» YOUR OBJECTIVE
Below are some records. Pull every line that contains the word "tracing".

» MATERIALS PROVIDED
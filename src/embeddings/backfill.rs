//! Asynchronous embedding backfill queue
//!
//! Ensures every active document eventually carries an embedding without
//! overwhelming the provider's rate limit. Documents are enqueued FIFO and
//! drained in small concurrent batches with a fixed inter-batch delay.
//! The queue is an explicit object owned by the hosting application's
//! startup routine and passed by reference to callers.

use std::collections::VecDeque;
use std::sync::atomic::{AtomicBool, AtomicUsize, Ordering};
use std::sync::Arc;
use std::time::Duration;

use tokio::sync::Mutex;
use tracing::debug;
use tracing::info;
use tracing::warn;
use uuid::Uuid;

use super::generator::Embedder;
use crate::database::DocumentStore;
use crate::models::PendingDocument;

#[derive(Debug, Default)]
struct Counters {
    processed: AtomicUsize,
    skipped: AtomicUsize,
    failed: AtomicUsize,
}

/// Snapshot of backfill progress
#[derive(Debug, Clone, Copy, Default, PartialEq, Eq)]
pub struct BackfillStats {
    pub processed: usize,
    pub skipped: usize,
    pub failed: usize,
}

/// FIFO embedding backfill queue with a single drain loop per instance
#[derive(Clone)]
pub struct BackfillQueue {
    embedder: Arc<dyn Embedder>,
    store: Arc<dyn DocumentStore>,
    batch_size: usize,
    batch_delay: Duration,
    queue: Arc<Mutex<VecDeque<PendingDocument>>>,
    draining: Arc<AtomicBool>,
    counters: Arc<Counters>,
}

impl BackfillQueue {
    /// Create a new queue draining into the given store
    pub fn new(embedder: Arc<dyn Embedder>, store: Arc<dyn DocumentStore>) -> Self {
        Self::with_pacing(embedder, store, 5, Duration::from_millis(200))
    }

    /// Create a queue with explicit batch size and inter-batch delay
    pub fn with_pacing(
        embedder: Arc<dyn Embedder>,
        store: Arc<dyn DocumentStore>,
        batch_size: usize,
        batch_delay: Duration,
    ) -> Self {
        Self {
            embedder,
            store,
            batch_size: batch_size.max(1),
            batch_delay,
            queue: Arc::new(Mutex::new(VecDeque::new())),
            draining: Arc::new(AtomicBool::new(false)),
            counters: Arc::new(Counters::default()),
        }
    }

    /// Create a queue from application configuration
    pub fn from_config(
        config: &crate::config::AppConfig,
        embedder: Arc<dyn Embedder>,
        store: Arc<dyn DocumentStore>,
    ) -> Self {
        Self::with_pacing(
            embedder,
            store,
            config.backfill_batch_size(),
            Duration::from_millis(config.backfill_batch_delay_ms()),
        )
    }

    /// Append a document to the queue and start the drain loop if idle.
    ///
    /// Enqueues during an active drain simply grow the queue the running
    /// loop is already consuming; at most one drain loop runs per instance.
    pub async fn enqueue(&self, id: Uuid, content: String) {
        {
            let mut queue = self.queue.lock().await;
            queue.push_back(PendingDocument { id, content });
            debug!("Enqueued document {} (queue depth {})", id, queue.len());
        }
        self.spawn_drain_if_idle();
    }

    /// Read up to `limit` active documents lacking an embedding and enqueue
    /// them; returns the number enqueued. Used at startup and on demand.
    pub async fn scan_for_missing(&self, limit: usize) -> crate::Result<usize> {
        let pending = self.store.find_missing_embeddings(limit).await?;
        let count = pending.len();

        if count == 0 {
            info!("No documents missing embeddings");
            return Ok(0);
        }

        info!("Scan found {} documents missing embeddings", count);
        {
            let mut queue = self.queue.lock().await;
            for doc in pending {
                queue.push_back(doc);
            }
        }
        self.spawn_drain_if_idle();

        Ok(count)
    }

    /// Current progress counters
    pub fn stats(&self) -> BackfillStats {
        BackfillStats {
            processed: self.counters.processed.load(Ordering::Relaxed),
            skipped: self.counters.skipped.load(Ordering::Relaxed),
            failed: self.counters.failed.load(Ordering::Relaxed),
        }
    }

    /// Whether a drain loop is currently running
    pub fn is_draining(&self) -> bool {
        self.draining.load(Ordering::Acquire)
    }

    /// Wait until the queue is empty and the drain loop has stopped
    pub async fn wait_idle(&self) {
        loop {
            let empty = self.queue.lock().await.is_empty();
            if empty && !self.is_draining() {
                return;
            }
            tokio::time::sleep(Duration::from_millis(10)).await;
        }
    }

    fn spawn_drain_if_idle(&self) {
        if self
            .draining
            .compare_exchange(false, true, Ordering::AcqRel, Ordering::Acquire)
            .is_ok()
        {
            let worker = self.clone();
            tokio::spawn(async move {
                worker.drain().await;
            });
        }
    }

    /// Drain loop: one batch at a time, strictly FIFO, until the queue is empty
    async fn drain(&self) {
        info!("Backfill drain loop started");

        loop {
            let batch: Vec<PendingDocument> = {
                let mut queue = self.queue.lock().await;
                let take = self.batch_size.min(queue.len());
                queue.drain(..take).collect()
            };

            if batch.is_empty() {
                self.draining.store(false, Ordering::Release);
                // An enqueue may have raced with the latch release; if it did
                // and nobody restarted the loop, pick the work back up
                let refilled = !self.queue.lock().await.is_empty();
                if refilled
                    && self
                        .draining
                        .compare_exchange(false, true, Ordering::AcqRel, Ordering::Acquire)
                        .is_ok()
                {
                    continue;
                }
                break;
            }

            self.process_batch(batch).await;

            // Pacing between batches to respect the provider rate limit
            tokio::time::sleep(self.batch_delay).await;
        }

        let stats = self.stats();
        info!(
            "Backfill drain loop idle: {} processed, {} skipped, {} failed",
            stats.processed, stats.skipped, stats.failed
        );
    }

    /// Process one batch concurrently; one document's failure never blocks
    /// the others in the batch
    async fn process_batch(&self, batch: Vec<PendingDocument>) {
        debug!("Processing backfill batch of {}", batch.len());

        let tasks = batch.into_iter().map(|doc| self.process_document(doc));
        futures::future::join_all(tasks).await;
    }

    async fn process_document(&self, doc: PendingDocument) {
        // A document that already has an embedding is never recomputed
        match self.store.has_embedding(doc.id).await {
            Ok(true) => {
                self.counters.skipped.fetch_add(1, Ordering::Relaxed);
                return;
            }
            Ok(false) => {}
            Err(e) => {
                warn!("Failed to check embedding presence for {}: {}", doc.id, e);
                self.counters.failed.fetch_add(1, Ordering::Relaxed);
                return;
            }
        }

        let embedding = match self.embedder.embed(&doc.content).await {
            Ok(embedding) => embedding,
            Err(e) => {
                warn!("Failed to generate embedding for {}: {}", doc.id, e);
                self.counters.failed.fetch_add(1, Ordering::Relaxed);
                return;
            }
        };

        // The write re-checks presence, so a concurrent trigger that won the
        // race turns this into a skip rather than a redundant overwrite
        match self.store.set_embedding(doc.id, embedding).await {
            Ok(true) => {
                self.counters.processed.fetch_add(1, Ordering::Relaxed);
            }
            Ok(false) => {
                self.counters.skipped.fetch_add(1, Ordering::Relaxed);
            }
            Err(e) => {
                warn!("Failed to persist embedding for {}: {}", doc.id, e);
                self.counters.failed.fetch_add(1, Ordering::Relaxed);
            }
        }
    }
}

» YOUR RESPONSE
use tracing::debug;
use tracing::info;
use tracing::warn;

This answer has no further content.